Los de los cumpleaños y la Navidad son la misma persona. Lo creo. No sé cuál es el tipo de confeti con el que tienes que haber nacido para que ames estas dos festividades. Yo debo acumular serrín en el cerebro porque ni una ni otra. Donde fueres, haz lo que vieres. Supongo que aquí está la miga del asunto. Si hasta las agujetas eran de color de rosa y acumulas Navidades sin que te falte nadie y sin atisbo de incertidumbres, ¿cómo no te va a gustar diciembre? Y, desde luego, celebrar el qué bien tan mal, no es mi caso. Pero oye, me lo tomo como unas vacaciones con frío.
No sé qué día ni qué año supe que no era del team de la Navidad jubilosa. Mi abuelo era panadero. Sus dos únicos días de libranza en el año eran el 25 de diciembre y el 1 de enero. ¿Tremendo eh? Ni una suplencia, ni días de asuntos propios, ni los veintidós días de vacaciones. La rutina era su vida sin distinción de domingos o de fiestas de guardar. Por eso, en días como estos: “Por mí, cenaba un vaso de leche y a acostar”. Eso sí, echándose un cigarro a escondidas seguro.
El otro día me preguntaban mis amigas desde qué año no ceno huevos fritos la última noche del año. He pasado tantos años de mi vida cenando esto y viendo cómo mi abuelo se acostaba a las diez de la noche, aún no teniendo que poner las calles para ir a trabajar, que he olvidado cuál fue el año de la campanada en el que en mi casa se dejó de freír la Santísima Trinidad (huevos, patatas y chorizo). Supongo que sería cuando empecé a salir de cotillón. Al final, el sentido de pertenencia a la masa cuando eres, sobre todo, adolescente está por encima del bien y del mal. Hace poco escuchaba decir a Mr. Catering que, en sus primeros años de NBA, no celebraban Thanksgiving en casa, pero acabaron haciéndolo porque a sus hijos les preguntaban en el colegio cómo habían celebrado ese día y sabemos que sentirse raro o diferente, en este mundo, no mola nada. Pues eso.
Y en esas ando a estas alturas de las canas con las uvas. Nunca me las he comido. Ni tampoco he sido chaquetera y he coqueteado con mandarinas, lacasitos, chucherías…Salvo una vez en la que, de verdad, me creí que sí me comía algo, mi suerte o la mejora de los míos iba a cambiar por ese simple hecho. Nunca más. Todo lo bueno y malo se hereda, como los miedos o la genética. En mi casa, las uvas se cogían de la parra del patio y no el 31.

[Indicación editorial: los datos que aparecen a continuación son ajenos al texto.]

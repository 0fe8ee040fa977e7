use crate::automaton::{GeneralizedSuffixAutomaton, State, Symbol, ROOT};
use ahash::AHashSet;

/// One round's automaton together with the buffer it was built from.
#[derive(Debug, Clone)]
pub struct RoundIndex {
    buffer: Vec<Symbol>,
    automaton: GeneralizedSuffixAutomaton,
}

impl RoundIndex {
    /// Builds and propagates the automaton over `texts`; a text's round-local id
    /// is its position in the iterator.
    pub fn build<'a, I>(texts: I) -> Self
    where
        I: IntoIterator<Item = &'a str>,
    {
        let texts: Vec<&str> = texts.into_iter().collect();
        let symbols = texts.iter().map(|t| t.chars().count() + 1).sum();
        let mut buffer = Vec::with_capacity(symbols);
        let mut automaton = GeneralizedSuffixAutomaton::with_capacity(symbols);

        for (sid, text) in texts.iter().enumerate() {
            let sid = sid as u32;
            for ch in text.chars() {
                buffer.push(Symbol::Char(ch));
                automaton.extend(ch, sid, buffer.len() - 1);
            }
            buffer.push(Symbol::Boundary(sid));
            automaton.reset_with_separator(sid, buffer.len() - 1);
        }
        automaton.propagate_occurrences();

        Self { buffer, automaton }
    }

    pub fn automaton(&self) -> &GeneralizedSuffixAutomaton {
        &self.automaton
    }

    /// The longest substring of `state`'s class, as stored in the buffer.
    pub fn span(&self, state: &State) -> &[Symbol] {
        &self.buffer[state.end_pos + 1 - state.len..=state.end_pos]
    }

    /// Every distinct trimmed key of maximal length that is at least
    /// `min_key_len` long and shared by at least `min_group_size` texts,
    /// in state discovery order. Empty when nothing qualifies.
    pub fn longest_keys(&self, min_key_len: usize, min_group_size: usize) -> Vec<String> {
        let candidates: Vec<&[Symbol]> = self
            .automaton
            .states()
            .iter()
            .enumerate()
            .filter(|(idx, st)| *idx != ROOT && st.occurrence_count() >= min_group_size as u64)
            .map(|(_, st)| trim_symbols(self.span(st)))
            .filter(|key| key.len() >= min_key_len)
            .collect();

        let Some(best) = candidates.iter().map(|key| key.len()).max() else {
            return Vec::new();
        };

        let mut seen = AHashSet::new();
        let mut keys = Vec::new();
        for key in candidates.into_iter().filter(|key| key.len() == best) {
            // Boundaries never reach a shared state; skip them if one ever does.
            let Some(text) = materialize(key) else { continue };
            if seen.insert(text.clone()) {
                keys.push(text);
            }
        }
        keys
    }
}

/// Strips leading and trailing whitespace characters from a symbol span.
pub fn trim_symbols(span: &[Symbol]) -> &[Symbol] {
    let start = span.iter().position(|s| !s.is_whitespace()).unwrap_or(span.len());
    let end = span.iter().rposition(|s| !s.is_whitespace()).map_or(start, |i| i + 1);
    &span[start..end]
}

/// Renders a span as text; `None` if it contains a boundary.
pub fn materialize(span: &[Symbol]) -> Option<String> {
    span.iter().map(|s| s.as_char()).collect()
}

/// Convenience wrapper: build a round over `texts` and extract its keys.
pub fn find_longest_keys<S: AsRef<str>>(
    texts: &[S],
    min_key_len: usize,
    min_group_size: usize,
) -> Vec<String> {
    if texts.len() < min_group_size {
        return Vec::new();
    }
    RoundIndex::build(texts.iter().map(|t| t.as_ref())).longest_keys(min_key_len, min_group_size)
}
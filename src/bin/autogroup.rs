use anyhow::Context;
use autogroup::input::{self, ReadOpts};
use autogroup::{AutoGroupResult, GroupingOpts};
use clap::Parser;
use tracing_subscriber::EnvFilter;

#[derive(Parser, Debug)]
#[command(name = "autogroup", version, about = "Group lines by their longest shared substrings")]
struct Cli {
    /// Input files (`-` for stdin). May be repeated.
    #[arg(required = false)]
    input: Vec<String>,

    /// Minimum trimmed key length in characters
    #[arg(long = "min-length", short = 'l', default_value_t = 5)]
    min_length: usize,

    /// Minimum number of lines that must share a key
    #[arg(long = "min-group-size", short = 'g', default_value_t = 2)]
    min_group_size: usize,

    /// Stop after this many grouping rounds
    #[arg(long = "max-rounds")]
    max_rounds: Option<usize>,

    /// Fold indented lines, stack frames and `Caused by:` into the preceding entry
    #[arg(long = "fold-continuations", default_value_t = false)]
    fold_continuations: bool,

    /// Ignore blank lines
    #[arg(long = "skip-blank", default_value_t = false)]
    skip_blank: bool,

    /// Output format: json | table
    #[arg(long = "format", default_value = "json")]
    format: String,

    /// Log each round to stderr
    #[arg(long = "verbose", short = 'v', default_value_t = false)]
    verbose: bool,
}

fn init_tracing(verbose: bool) {
    let default = if verbose { "autogroup=debug" } else { "warn" };
    let filter = EnvFilter::try_from_env("AUTOGROUP_LOG").unwrap_or_else(|_| EnvFilter::new(default));
    // Embedding callers may have installed a subscriber already; keep theirs.
    let _ = tracing_subscriber::fmt()
        .with_env_filter(filter)
        .with_writer(std::io::stderr)
        .with_target(false)
        .try_init();
}

fn main() -> anyhow::Result<()> {
    let cli = Cli::parse();
    init_tracing(cli.verbose);

    let input_files = if cli.input.is_empty() {
        vec!["-".to_string()]
    } else {
        cli.input.clone()
    };
    let read_opts = ReadOpts {
        fold_continuations: cli.fold_continuations,
        skip_blank: cli.skip_blank,
    };
    let lines = input::read_all_lines(&input_files, &read_opts).context("reading input")?;

    let opts = GroupingOpts {
        min_key_len: cli.min_length,
        min_group_size: cli.min_group_size,
        max_rounds: cli.max_rounds,
    };
    let out = autogroup::auto_group_with_opts(&lines, &opts)?;

    match cli.format.as_str() {
        "table" => print_table(&out),
        "json" => println!("{}", serde_json::to_string_pretty(&out)?),
        other => anyhow::bail!("unknown format `{other}` (expected json or table)"),
    }
    Ok(())
}

fn print_table(out: &AutoGroupResult) {
    println!("{:<6} {:<6} {}", "Count", "Round", "Key");
    for g in out.groups() {
        println!("{:<6} {:<6} {}", g.len(), g.round(), g.key());
    }
    if !out.ungrouped().is_empty() {
        println!("\n# ungrouped ({})", out.ungrouped().len());
        for (idx, line) in out.ungrouped() {
            println!("{:<6} {}", idx, line);
        }
    }
}
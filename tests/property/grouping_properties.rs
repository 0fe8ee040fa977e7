#[path = "../common/mod.rs"]
mod common;

use autogroup::keys::find_longest_keys;
use autogroup::{auto_group, AutoGroupResult};
use proptest::prelude::*;
use std::collections::{BTreeMap, BTreeSet};

fn arb_sentences() -> impl Strategy<Value = Vec<String>> {
    prop::collection::vec("[abc ]{0,12}", 0..9)
}

fn reassemble(out: &AutoGroupResult) -> BTreeMap<usize, String> {
    let mut all = out.ungrouped().clone();
    for g in out.groups() {
        for (idx, text) in g.members() {
            assert!(all.insert(*idx, text.clone()).is_none(), "index {idx} appears twice");
        }
    }
    all
}

proptest! {
    #[test]
    fn every_member_contains_its_key(
        sentences in arb_sentences(),
        min_len in 1usize..4,
        min_group in 2usize..4,
    ) {
        let out = auto_group(&sentences, min_len, min_group).unwrap();
        for g in out.groups() {
            prop_assert!(g.len() >= min_group);
            prop_assert!(g.key().chars().count() >= min_len);
            prop_assert_eq!(g.key().trim(), g.key());
            for text in g.members().values() {
                prop_assert!(text.contains(g.key()), "{:?} lacks {:?}", text, g.key());
            }
        }
    }

    #[test]
    fn groups_and_ungrouped_partition_the_input(
        sentences in arb_sentences(),
        min_len in 1usize..4,
        min_group in 2usize..4,
    ) {
        let out = auto_group(&sentences, min_len, min_group).unwrap();
        let expected: BTreeMap<usize, String> = sentences.iter().cloned().enumerate().collect();
        prop_assert_eq!(reassemble(&out), expected);
        prop_assert_eq!(out.total(), sentences.len());
    }

    #[test]
    fn regrouping_the_leftovers_finds_nothing(
        sentences in arb_sentences(),
        min_len in 1usize..4,
        min_group in 2usize..4,
    ) {
        let out = auto_group(&sentences, min_len, min_group).unwrap();
        let rest: Vec<String> = out.ungrouped().values().cloned().collect();
        let again = auto_group(&rest, min_len, min_group).unwrap();
        prop_assert!(!again.has_groups());
    }

    #[test]
    fn grouping_is_deterministic(
        sentences in arb_sentences(),
        min_len in 1usize..4,
        min_group in 2usize..4,
    ) {
        let a = auto_group(&sentences, min_len, min_group).unwrap();
        let b = auto_group(&sentences, min_len, min_group).unwrap();
        prop_assert_eq!(a, b);
    }

    #[test]
    fn first_round_keys_match_brute_force(
        sentences in arb_sentences(),
        min_len in 1usize..4,
        min_group in 2usize..4,
    ) {
        let keys = find_longest_keys(&sentences, min_len, min_group);
        let (_, expected) = common::longest_shared_keys(&sentences, min_len, min_group);
        let got: BTreeSet<String> = keys.into_iter().collect();
        prop_assert_eq!(got, expected);
    }
}
use thiserror::Error;

#[derive(Debug, Error)]
pub enum ClipboardError {
    #[error("clipboard unavailable: {0}")]
    Unavailable(String),
    #[error("clipboard write failed: {0}")]
    Write(String),
}

/// Destination for copy actions.
pub trait ClipboardSink {
    fn write_text(&mut self, text: &str) -> Result<(), ClipboardError>;
}

/// The OS clipboard, opened on first use.
#[derive(Default)]
pub struct SystemClipboard {
    inner: Option<arboard::Clipboard>,
}

impl SystemClipboard {
    pub fn new() -> Self {
        Self::default()
    }
}

impl ClipboardSink for SystemClipboard {
    fn write_text(&mut self, text: &str) -> Result<(), ClipboardError> {
        if self.inner.is_none() {
            let clipboard = arboard::Clipboard::new()
                .map_err(|err| ClipboardError::Unavailable(err.to_string()))?;
            self.inner = Some(clipboard);
        }
        let Some(clipboard) = self.inner.as_mut() else {
            return Err(ClipboardError::Unavailable("not initialized".to_string()));
        };
        clipboard
            .set_text(text.to_owned())
            .map_err(|err| ClipboardError::Write(err.to_string()))
    }
}
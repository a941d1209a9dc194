use std::io::{self, Stdout};
use std::sync::mpsc;
use std::time::{Duration, Instant};

use anyhow::Context;
use crossterm::event::{self, DisableBracketedPaste, EnableBracketedPaste, Event};
use crossterm::execute;
use crossterm::terminal::{
    disable_raw_mode, enable_raw_mode, EnterAlternateScreen, LeaveAlternateScreen,
};
use engine_logging::{engine_error, engine_info};
use ratatui::backend::CrosstermBackend;
use ratatui::Terminal;
use summarizer_core::{update, AppState, Msg};
use summarizer_engine::EngineHandle;

use super::clipboard::SystemClipboard;
use super::config::AppConfig;
use super::effects::EffectRunner;
use super::logging;
use super::ui::keys::{self, KeyAction};
use super::ui::render::render;

type Tui = Terminal<CrosstermBackend<Stdout>>;

// Also the granularity of copy-confirmation sweeps.
const TICK_INTERVAL: Duration = Duration::from_millis(33);

pub fn run_app() -> anyhow::Result<()> {
    let config = AppConfig::load().context("loading configuration")?;
    let notice = logging::initialize(&config).notice();
    if let Some(notice) = &notice {
        eprintln!("{notice}");
    }
    engine_info!("Starting summarizer endpoint={}", config.endpoint);

    let (engine, events) =
        EngineHandle::spawn(config.client_settings()).context("starting engine")?;
    let (msg_tx, msg_rx) = mpsc::channel::<Msg>();
    let mut runner = EffectRunner::new(engine, events, Box::new(SystemClipboard::new()), msg_tx);

    let mut terminal = setup_terminal().context("setting up terminal")?;
    let result = event_loop(&mut terminal, &mut runner, &msg_rx);
    let restored = restore_terminal(&mut terminal).context("restoring terminal");

    if let Err(err) = &result {
        engine_error!("Event loop ended with error: {:#}", err);
    }
    engine_info!("Summarizer exiting");
    if let Some(notice) = &notice {
        eprintln!("{notice}");
    }
    result.and(restored)
}

fn setup_terminal() -> anyhow::Result<Tui> {
    enable_raw_mode()?;
    let mut stdout = io::stdout();
    execute!(stdout, EnterAlternateScreen, EnableBracketedPaste)?;
    Ok(Terminal::new(CrosstermBackend::new(stdout))?)
}

fn restore_terminal(terminal: &mut Tui) -> anyhow::Result<()> {
    disable_raw_mode()?;
    execute!(
        terminal.backend_mut(),
        LeaveAlternateScreen,
        DisableBracketedPaste
    )?;
    terminal.show_cursor()?;
    Ok(())
}

/// Single logical thread for all state changes: input, engine messages and
/// ticks are applied here in arrival order.
fn event_loop(
    terminal: &mut Tui,
    runner: &mut EffectRunner,
    msg_rx: &mpsc::Receiver<Msg>,
) -> anyhow::Result<()> {
    let mut state = AppState::new();
    let initial = state.view();
    terminal.draw(|frame| render(frame, &initial))?;

    loop {
        let mut force_redraw = false;

        if event::poll(TICK_INTERVAL)? {
            let action = match event::read()? {
                Event::Key(key) => keys::map_key(key, state.url(), Instant::now()),
                Event::Paste(text) => keys::map_paste(&text, state.url()),
                Event::Resize(_, _) => {
                    force_redraw = true;
                    KeyAction::Ignore
                }
                _ => KeyAction::Ignore,
            };
            match action {
                KeyAction::Quit => break,
                KeyAction::Dispatch(msg) => dispatch(&mut state, runner, msg),
                KeyAction::Ignore => {}
            }
        }

        for msg in msg_rx.try_iter() {
            dispatch(&mut state, runner, msg);
        }
        dispatch(&mut state, runner, Msg::Tick { now: Instant::now() });

        if state.consume_dirty() || force_redraw {
            let view = state.view();
            terminal.draw(|frame| render(frame, &view))?;
        }
    }

    Ok(())
}

fn dispatch(state: &mut AppState, runner: &mut EffectRunner, msg: Msg) {
    let (next, effects) = update(std::mem::take(state), msg);
    *state = next;
    runner.run(effects);
}
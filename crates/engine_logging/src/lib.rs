#![deny(missing_docs)]
//! Shared logging utilities for the summarizer workspace.
//!
//! This crate provides the `engine_*` logging macros used across the codebase,
//! the logger initialization used by the application, and a minimal test
//! initializer for the global logger.

use std::fs::File;
use std::path::{Path, PathBuf};

use log::LevelFilter;
use simplelog::{
    ColorChoice, CombinedLogger, Config, ConfigBuilder, SharedLogger, TermLogger, TerminalMode,
    WriteLogger,
};

/// Destination for log output.
#[derive(Debug, Clone, PartialEq, Eq)]
pub enum LogDestination {
    /// Write to the given file, truncating it at startup.
    File(PathBuf),
    /// Write to the terminal (stderr for warnings and errors).
    Terminal,
    /// Write to both the file and the terminal.
    Both(PathBuf),
}

/// Logger settings resolved from the application configuration.
#[derive(Debug, Clone, PartialEq, Eq)]
pub struct LogSettings {
    /// Where records go.
    pub destination: LogDestination,
    /// Maximum level that is recorded.
    pub level: LevelFilter,
}

impl Default for LogSettings {
    fn default() -> Self {
        Self {
            destination: LogDestination::File(PathBuf::from("./summarizer.log")),
            level: LevelFilter::Info,
        }
    }
}

/// Logs a trace-level message using the global logging facade.
#[macro_export]
macro_rules! engine_trace {
    ($($arg:tt)*) => {{
        log::trace!($($arg)*);
    }};
}

/// Logs an info-level message using the global logging facade.
#[macro_export]
macro_rules! engine_info {
    ($($arg:tt)*) => {{
        log::info!($($arg)*);
    }};
}

/// Logs a debug-level message using the global logging facade.
#[macro_export]
macro_rules! engine_debug {
    ($($arg:tt)*) => {{
        log::debug!($($arg)*);
    }};
}

/// Logs a warn-level message using the global logging facade.
#[macro_export]
macro_rules! engine_warn {
    ($($arg:tt)*) => {{
        log::warn!($($arg)*);
    }};
}

/// Logs an error-level message using the global logging facade.
#[macro_export]
macro_rules! engine_error {
    ($($arg:tt)*) => {{
        log::error!($($arg)*);
    }};
}

/// Initializes the global logger.
///
/// Returns `false` when no logger could be installed, either because the
/// log file could not be created or because a logger was already set.
pub fn initialize(settings: &LogSettings) -> bool {
    let config = build_config();
    let level = settings.level;

    let loggers: Vec<Box<dyn SharedLogger>> = match &settings.destination {
        LogDestination::File(path) => match create_file_logger(path, level, config) {
            Some(file_logger) => vec![file_logger],
            None => return false,
        },
        LogDestination::Terminal => vec![TermLogger::new(
            level,
            config,
            TerminalMode::Mixed,
            ColorChoice::Auto,
        )],
        LogDestination::Both(path) => {
            let mut loggers: Vec<Box<dyn SharedLogger>> = vec![TermLogger::new(
                level,
                config.clone(),
                TerminalMode::Mixed,
                ColorChoice::Auto,
            )];
            if let Some(file_logger) = create_file_logger(path, level, config) {
                loggers.push(file_logger);
            }
            loggers
        }
    };

    CombinedLogger::init(loggers).is_ok()
}

fn build_config() -> Config {
    ConfigBuilder::new()
        .set_time_format_rfc3339()
        .set_target_level(LevelFilter::Error)
        .build()
}

fn create_file_logger(
    path: &Path,
    level: LevelFilter,
    config: Config,
) -> Option<Box<WriteLogger<File>>> {
    match File::create(path) {
        Ok(file) => Some(WriteLogger::new(level, config, file)),
        Err(err) => {
            eprintln!("Warning: Could not create log file at {:?}: {}", path, err);
            None
        }
    }
}

/// Initializes a simple terminal logger for use in unit tests.
///
/// This safely no-ops if another logger has already been initialized.
pub fn initialize_for_tests() {
    // Use debug level in debug builds, info in release builds.
    let level = if cfg!(debug_assertions) {
        LevelFilter::Debug
    } else {
        LevelFilter::Info
    };

    // Ignore the error if a logger was already set by another test.
    let _ = CombinedLogger::init(vec![TermLogger::new(
        level,
        Config::default(),
        TerminalMode::Mixed,
        ColorChoice::Auto,
    )]);
}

Pero no hemos venido aquí a dar pena y todo el respect del mundo a los que se darían a la caza de los Grinch de la Navidad. Si hay “niños, niños, futuro, futuro” es normal hacer lo que se debe hacer. Hasta yo lo haría y lo defiendo. Y si santificas estas Fiestas como la pizza con piña, ¿quién soy yo para rechistar?
Eso sí, creo que me he ganado el derecho y el deber, para con los haters, de crear una nueva fórmula vital de cierre de año. Si Seth Cohen inventó la Navidukkah, yo me acabo de inventar la Mehvidad. ¿Por qué no?